WORK TO BE COMPLETED:
The lines of the records that include "pair" should all be copied.

Saved data entries
········

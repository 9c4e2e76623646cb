//! Support contact flow and the operator's reply path
//!
//! The user's next free-text message is forwarded verbatim to the
//! operator together with identity metadata. The forwarded notice carries
//! a reply shortcut that puts the operator into a one-shot reply state
//! keyed by the target user id.

use chrono::Utc;
use teloxide::prelude::*;
use teloxide::types::{ChatId, KeyboardRemove, Message};
use tracing::error;

use crate::handlers::keyboards;
use crate::services::ServiceFactory;
use crate::state::{ConversationState, StateStorage};
use crate::utils::errors::Result;

/// "Support" menu button: clears any pending wizard and waits for the
/// user's message.
pub async fn handle_support_entry(
    bot: Bot,
    chat_id: ChatId,
    user_id: i64,
    state_storage: StateStorage,
) -> Result<()> {
    bot.send_message(
        chat_id,
        "Please describe your problem or question. We will reply as soon as we can.",
    )
    .reply_markup(KeyboardRemove::new())
    .await?;
    state_storage
        .set(user_id, ConversationState::AwaitingSupportMessage)
        .await;
    Ok(())
}

/// Forward the user's message to the operator.
///
/// The state resets whether or not forwarding succeeded, so a failed
/// send cannot be retried without re-entering the flow.
pub async fn handle_support_message(
    bot: Bot,
    msg: Message,
    text: &str,
    services: ServiceFactory,
    state_storage: StateStorage,
) -> Result<()> {
    let Some(user) = msg.from.as_ref() else {
        return Ok(());
    };
    let user_id = user.id.0 as i64;
    let chat_id = msg.chat.id;

    let forwarded = services
        .notification
        .forward_support(user_id, user.username.as_deref(), Utc::now(), text)
        .await;

    match forwarded {
        Ok(()) => {
            bot.send_message(
                chat_id,
                "Thank you for your message! We have received it and will reply soon.",
            )
            .reply_markup(keyboards::menu_reply())
            .await?;
        }
        Err(e) => {
            error!(user_id = user_id, error = %e, "Failed to forward support message");
            bot.send_message(
                chat_id,
                "An error occurred while sending your message. Please try again later.",
            )
            .reply_markup(keyboards::menu_reply())
            .await?;
        }
    }

    state_storage.clear(user_id).await;
    Ok(())
}

/// Operator pressed the reply shortcut on a forwarded support message.
pub async fn handle_reply_entry(
    bot: Bot,
    chat_id: ChatId,
    operator_id: i64,
    target_id: i64,
    state_storage: StateStorage,
) -> Result<()> {
    bot.send_message(chat_id, format!("Enter your reply for user (ID: {}):", target_id))
        .await?;
    state_storage
        .set(operator_id, ConversationState::AwaitingAdminReply { target_id })
        .await;
    Ok(())
}

/// Deliver the operator's reply to the stored target user.
pub async fn handle_admin_reply(
    bot: Bot,
    msg: Message,
    text: &str,
    target_id: i64,
    services: ServiceFactory,
    state_storage: StateStorage,
) -> Result<()> {
    let Some(user) = msg.from.as_ref() else {
        return Ok(());
    };
    let operator_id = user.id.0 as i64;
    let chat_id = msg.chat.id;

    match services.notification.reply_to_user(target_id, text).await {
        Ok(()) => {
            bot.send_message(chat_id, "✅ Reply delivered to the user").await?;
        }
        Err(e) => {
            error!(target_id = target_id, error = %e, "Failed to deliver support reply");
            bot.send_message(chat_id, "⚠️ Could not deliver the reply").await?;
        }
    }

    state_storage.clear(operator_id).await;
    Ok(())
}
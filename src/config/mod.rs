//! Configuration module

pub mod settings;
pub mod validation;

pub use settings::{BotConfig, BroadcastConfig, LoggingConfig, Settings, StorageConfig};
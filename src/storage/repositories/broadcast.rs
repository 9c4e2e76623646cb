//! Broadcast history repository

use chrono::Utc;
use tracing::info;

use crate::models::broadcast::{BroadcastRecord, BroadcastStatus};
use crate::storage::json_store::JsonStore;

/// Append-only audit log of completed broadcasts.
#[derive(Debug, Clone)]
pub struct BroadcastRepository {
    store: JsonStore,
}

impl BroadcastRepository {
    pub fn new(store: JsonStore) -> Self {
        Self { store }
    }

    /// Append one record, stamping timestamp and status.
    pub async fn append(&self, text: &str, success_count: u32, failed_count: u32) {
        let mut records: Vec<BroadcastRecord> = self.store.load().await;

        records.push(BroadcastRecord {
            text: text.to_string(),
            sent_at: Utc::now(),
            success_count,
            failed_count,
            status: BroadcastStatus::Completed,
        });

        info!(success = success_count, failed = failed_count, "Broadcast recorded");
        self.store.save(&records).await;
    }

    /// Full broadcast history in append order.
    pub async fn history(&self) -> Vec<BroadcastRecord> {
        self.store.load().await
    }
}
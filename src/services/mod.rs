//! Services module
//!
//! This module contains business logic services

pub mod broadcast;
pub mod notification;

pub use broadcast::{BroadcastReport, BroadcastService};
pub use notification::NotificationService;

use teloxide::Bot;

use crate::config::Settings;
use crate::storage::StorageService;

/// Service factory bundling storage and services for handler injection.
#[derive(Clone)]
pub struct ServiceFactory {
    pub settings: Settings,
    pub storage: StorageService,
    pub notification: NotificationService,
    pub broadcast: BroadcastService,
}

impl ServiceFactory {
    pub fn new(bot: Bot, settings: Settings, storage: StorageService) -> Self {
        let notification = NotificationService::new(bot, &settings.bot);
        let broadcast = BroadcastService::new(storage.broadcasts.clone(), &settings.broadcast);

        Self {
            settings,
            storage,
            notification,
            broadcast,
        }
    }

    /// Whether this user may use operator-only features (the configured
    /// operator account or any record in the admins collection).
    pub async fn is_operator(&self, user_id: i64) -> bool {
        user_id == self.settings.bot.admin_id || self.storage.admins.is_admin(user_id).await
    }
}
//! Booking repository implementation

use chrono::Utc;
use tracing::{info, warn};

use crate::models::booking::Booking;
use crate::storage::json_store::JsonStore;

/// CRUD over the bookings collection. The (user id, time slot) pair is the
/// uniqueness key; there is deliberately no per-slot capacity limit.
#[derive(Debug, Clone)]
pub struct BookingRepository {
    store: JsonStore,
}

impl BookingRepository {
    pub fn new(store: JsonStore) -> Self {
        Self { store }
    }

    /// List all bookings in insertion order.
    pub async fn list(&self) -> Vec<Booking> {
        self.store.load().await
    }

    /// List the bookings held by one user.
    pub async fn for_user(&self, user_id: i64) -> Vec<Booking> {
        self.list()
            .await
            .into_iter()
            .filter(|b| b.user_id == user_id)
            .collect()
    }

    /// Append a booking unless the (user id, slot) pair already exists.
    pub async fn add(&self, user_id: i64, time_slot: &str) -> bool {
        let mut bookings = self.list().await;

        if bookings
            .iter()
            .any(|b| b.user_id == user_id && b.time_slot == time_slot)
        {
            warn!(user_id = user_id, time_slot = time_slot, "Duplicate booking rejected");
            return false;
        }

        info!(user_id = user_id, time_slot = time_slot, "Adding booking");
        bookings.push(Booking {
            user_id,
            time_slot: time_slot.to_string(),
            created_at: Utc::now(),
        });
        self.store.save(&bookings).await;
        true
    }

    /// Remove every booking matching the (user id, slot) pair.
    ///
    /// Structurally at most one record matches. Persists only when
    /// something was removed; returns false otherwise.
    pub async fn cancel(&self, user_id: i64, time_slot: &str) -> bool {
        let bookings = self.list().await;
        let initial_count = bookings.len();

        let remaining: Vec<Booking> = bookings
            .into_iter()
            .filter(|b| !(b.user_id == user_id && b.time_slot == time_slot))
            .collect();

        if remaining.len() < initial_count {
            info!(user_id = user_id, time_slot = time_slot, "Booking cancelled");
            self.store.save(&remaining).await;
            true
        } else {
            false
        }
    }
}
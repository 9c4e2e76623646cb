//! Error handling for ChessBuddy
//!
//! This module defines the main error types used throughout the application
//! and provides a unified error handling strategy.

use thiserror::Error;

/// Main error type for ChessBuddy application
#[derive(Error, Debug)]
pub enum ChessBuddyError {
    #[error("Telegram API error: {0}")]
    Telegram(#[from] teloxide::RequestError),

    #[error("Configuration error: {0}")]
    Config(String),

    #[error("Permission denied: {0}")]
    PermissionDenied(String),

    #[error("User not found: {user_id}")]
    UserNotFound { user_id: i64 },

    #[error("Invalid state transition: {from} -> {to}")]
    InvalidStateTransition { from: String, to: String },

    #[error("Serialization error: {0}")]
    Serialization(#[from] serde_json::Error),

    #[error("I/O error: {0}")]
    Io(#[from] std::io::Error),

    #[error("Invalid input: {0}")]
    InvalidInput(String),
}

/// Result type alias for ChessBuddy operations
pub type Result<T> = std::result::Result<T, ChessBuddyError>;

impl ChessBuddyError {
    /// Check if the error is recoverable
    pub fn is_recoverable(&self) -> bool {
        match self {
            ChessBuddyError::Telegram(_) => true,
            ChessBuddyError::Config(_) => false,
            ChessBuddyError::PermissionDenied(_) => false,
            ChessBuddyError::UserNotFound { .. } => false,
            ChessBuddyError::InvalidStateTransition { .. } => false,
            ChessBuddyError::Serialization(_) => false,
            ChessBuddyError::Io(_) => true,
            ChessBuddyError::InvalidInput(_) => false,
        }
    }
}
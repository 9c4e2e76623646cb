//! ChessBuddy Telegram Bot
//!
//! A Telegram bot for a chess school: registration, class booking with a
//! fixed weekly schedule, profile editing, support contact and operator
//! broadcasts. Records live in flat JSON files; conversation state lives
//! in process memory.

#![allow(non_snake_case)]

pub mod config;
pub mod handlers;
pub mod models;
pub mod services;
pub mod state;
pub mod storage;
pub mod utils;

// Re-export commonly used types
pub use config::Settings;
pub use utils::errors::{ChessBuddyError, Result};

// Re-export main components for easy access
pub use services::ServiceFactory;
pub use state::{ConversationState, StateStorage};
pub use storage::StorageService;

/// Library version
pub const VERSION: &str = env!("CARGO_PKG_VERSION");

/// Library name
pub const NAME: &str = env!("CARGO_PKG_NAME");

/// Get library information
pub fn info() -> String {
    format!("{} v{}", NAME, VERSION)
}
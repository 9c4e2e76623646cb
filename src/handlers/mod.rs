//! Telegram update handlers

pub mod callbacks;
pub mod commands;
pub mod keyboards;
pub mod messages;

········

ANSWER BOX:
/// CRUD over the bookings collection. The (user id, time slot) pair is the
    /// Append a booking unless the (user id, slot) pair already exists.
    /// Remove every booking matching the (user id, slot) pair.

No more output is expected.